Thursday, January 21, 2016

Back to Sweater Knitting

As soon as I mentioned working on my sweater the other night, it seemed to light a fire under me. I've spent the last two evenings working on it, and I'll probably do so tonight as well. When I put it away last night, I'd just finished the raglan increases and started the round where I'll put the sleeve stitches on waste yarn. I'm very happy about that, because those rounds were getting long (each one was taking me about 15 minutes)! That's the tricky part about top-down raglans -- they seem so fast at first because you're only working on a relatively small number of stitches, but when you're increasing your stitch count by eight every other round, the piece starts to get big very quickly.

I call this composition "Gray Sweater Blob on Gray Duvet in Horrible Lighting"

This doesn't look all that much like a sweater at the moment because all those stitches are bunched up on a 32 in. circular needle, but once I've separated the sleeves from the body, I should get a much better idea of what it will look like. I suspect the body will move along a bit faster than the yoke because I won't have to worry about increasing every other round. I must admit that I haven't yet read through the rest of the pattern, so I don't know if there's waist shaping at all, but even if there is, it's likely to be minimal.

It looks like we're going to be pretty lucky and most of the big winter storm that's coming is going to miss us (I've heard estimates of 1-3 in. and 3-6 in. total), but it still looks like it will be another good weekend to curl up with my knitting. Assuming the roads aren't too bad, the Mister is planning to take Rainbow skiing on Saturday, which means I'll have the whole day to knit, spin, and basically do whatever I want (I suspect I'll have to do some adulting in the form of laundry and cleaning the house, but I'll try to keep that to a minimum). I will say that while I'm sick of winter -- the cold, the snow, the lack of light -- I do rather enjoy being forced to stay inside with my wool. People look at you kind of funny when you want to do it in the middle of the summer, but it seems totally logical and normal this time of year.

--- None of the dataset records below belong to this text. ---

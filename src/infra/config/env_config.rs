// Process configuration read from environment variables.
//
// `main` loads `.env` first, so everything here sees the merged environment.
// Loading goes through a key lookup closure so tests never touch the real
// process environment.

use crate::core::errors::StartupError;
use crate::core::responder::HeuristicConfig;
use std::fmt;
use std::path::Path;

pub const TOKEN_VAR: &str = "DISCORD_TOKEN";
pub const PREFIX_VAR: &str = "BOT_PREFIX";
pub const BACKGROUND_URL_VAR: &str = "BACKGROUND_URL";
pub const RESPONDER_CONFIG_VAR: &str = "RESPONDER_CONFIG_FILE";

pub const DEFAULT_PREFIX: char = '?';
pub const DEFAULT_BACKGROUND_URL: &str = "http://vps-348e48ae.vps.ovh.net/";

#[derive(Clone)]
pub struct BotConfig {
    pub token: String,
    pub prefix: char,
    pub background_url: String,
    pub heuristic: HeuristicConfig,
}

// Keep the token out of logs.
impl fmt::Debug for BotConfig {
    fn fmt(&self, f: &mut fmt::Formatter<'_>) -> fmt::Result {
        f.debug_struct("BotConfig")
            .field("token", &"<redacted>")
            .field("prefix", &self.prefix)
            .field("background_url", &self.background_url)
            .field("heuristic", &self.heuristic)
            .finish()
    }
}

impl BotConfig {
    pub fn from_env() -> Result<Self, StartupError> {
        Self::from_lookup(|key| std::env::var(key).ok())
    }

    pub fn from_lookup<F>(lookup: F) -> Result<Self, StartupError>
    where
        F: Fn(&str) -> Option<String>,
    {
        let token = lookup(TOKEN_VAR)
            .map(|t| t.trim().to_string())
            .filter(|t| !t.is_empty())
            .ok_or(StartupError::MissingToken(TOKEN_VAR))?;

        let prefix = match lookup(PREFIX_VAR) {
            Some(raw) => parse_prefix(&raw)?,
            None => DEFAULT_PREFIX,
        };

        let background_url = lookup(BACKGROUND_URL_VAR)
            .map(|u| u.trim().to_string())
            .filter(|u| !u.is_empty())
            .unwrap_or_else(|| DEFAULT_BACKGROUND_URL.to_string());

        let heuristic = match lookup(RESPONDER_CONFIG_VAR) {
            Some(path) => load_heuristic_config(Path::new(path.trim()))?,
            None => HeuristicConfig::default(),
        };

        Ok(Self {
            token,
            prefix,
            background_url,
            heuristic,
        })
    }
}

fn parse_prefix(raw: &str) -> Result<char, StartupError> {
    let mut chars = raw.trim().chars();
    match (chars.next(), chars.next()) {
        (Some(prefix), None) => Ok(prefix),
        _ => Err(StartupError::InvalidConfig(format!(
            "{} must be exactly one character, got {:?}",
            PREFIX_VAR, raw
        ))),
    }
}

fn load_heuristic_config(path: &Path) -> Result<HeuristicConfig, StartupError> {
    let raw = std::fs::read_to_string(path).map_err(|e| {
        StartupError::InvalidConfig(format!("cannot read {}: {}", path.display(), e))
    })?;

    serde_json::from_str(&raw).map_err(|e| {
        StartupError::InvalidConfig(format!("cannot parse {}: {}", path.display(), e))
    })
}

If you're in the path of the storm, I hope you stay safe and have plenty of food and wool for the duration!

1 comment:

Kat Riddell said...

I feel like the yoke of top-down raglans are kind of a black hole-they always seem to take forever, between the ever-increasing number of stitches and trying to keep track of the increases! I love the moment after putting the sleeve stitches on waste yarn-that one round feels like such a milestone!